俺だってまだ12、親に睨まれたらビビッちまう。体が思わず竦んじまう。
でも那智がっ、那智が!
「あんた、昨日部屋から出ただろうが! あれほど中にいろ言ったのにっ、言い付けを破りやがってガキが!」
「ご…ごめんなさいっ…アイタっ…痛いよぉ、お母さん」
髪を鷲掴みにされた那智が痛みに呻いてる。
グズグズに泣いている那智に、母親はまた一発かましやがった。
「那智!」
俺は床に倒れた那智を抱き起こす。
涙を止めようとしている那智を、母親は執拗に叩き続けようとする。
だから俺は懇願した。
那智を許して欲しい、昨日のことは面倒見なかった俺が悪いからって。
今度からちゃんと面倒見るし、言い付けも守る。
「許して下さい。

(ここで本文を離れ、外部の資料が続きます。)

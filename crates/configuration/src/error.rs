use thiserror::Error;

#[derive(Error, Debug)]
pub enum ConfigError {
    #[error("Failed to load configuration from file: {0}")]
    LoadError(#[from] config::ConfigError),

    #[error("Configuration validation error: {0}")]
    ValidationError(String),

    #[error("Failed to initialize logging: {0}")]
    LoggingError(String),
}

お願いします」
何度も謝り倒す俺にも、母親は容赦ない。
俺の腕を掴んだと思ったら、廊下に連れ出されて自室に放り込まれる。
尻餅つく俺を余所に、母親は部屋を閉めた。
急いで部屋を開けようとするんだけど、外側から椅子をつっかえ棒代わりにしてるらしくドアノブが回らない。
向こうからは那智の泣き声と、母親のヒステリックに満ちた声、そして大きな物音たち。
「那智ッ、那智っー! 開けてっ、開けてくれよ、母さん!」
俺は何度も扉を叩いた。
情けないことに、声は勿論、俺の目には涙が滲んでいた。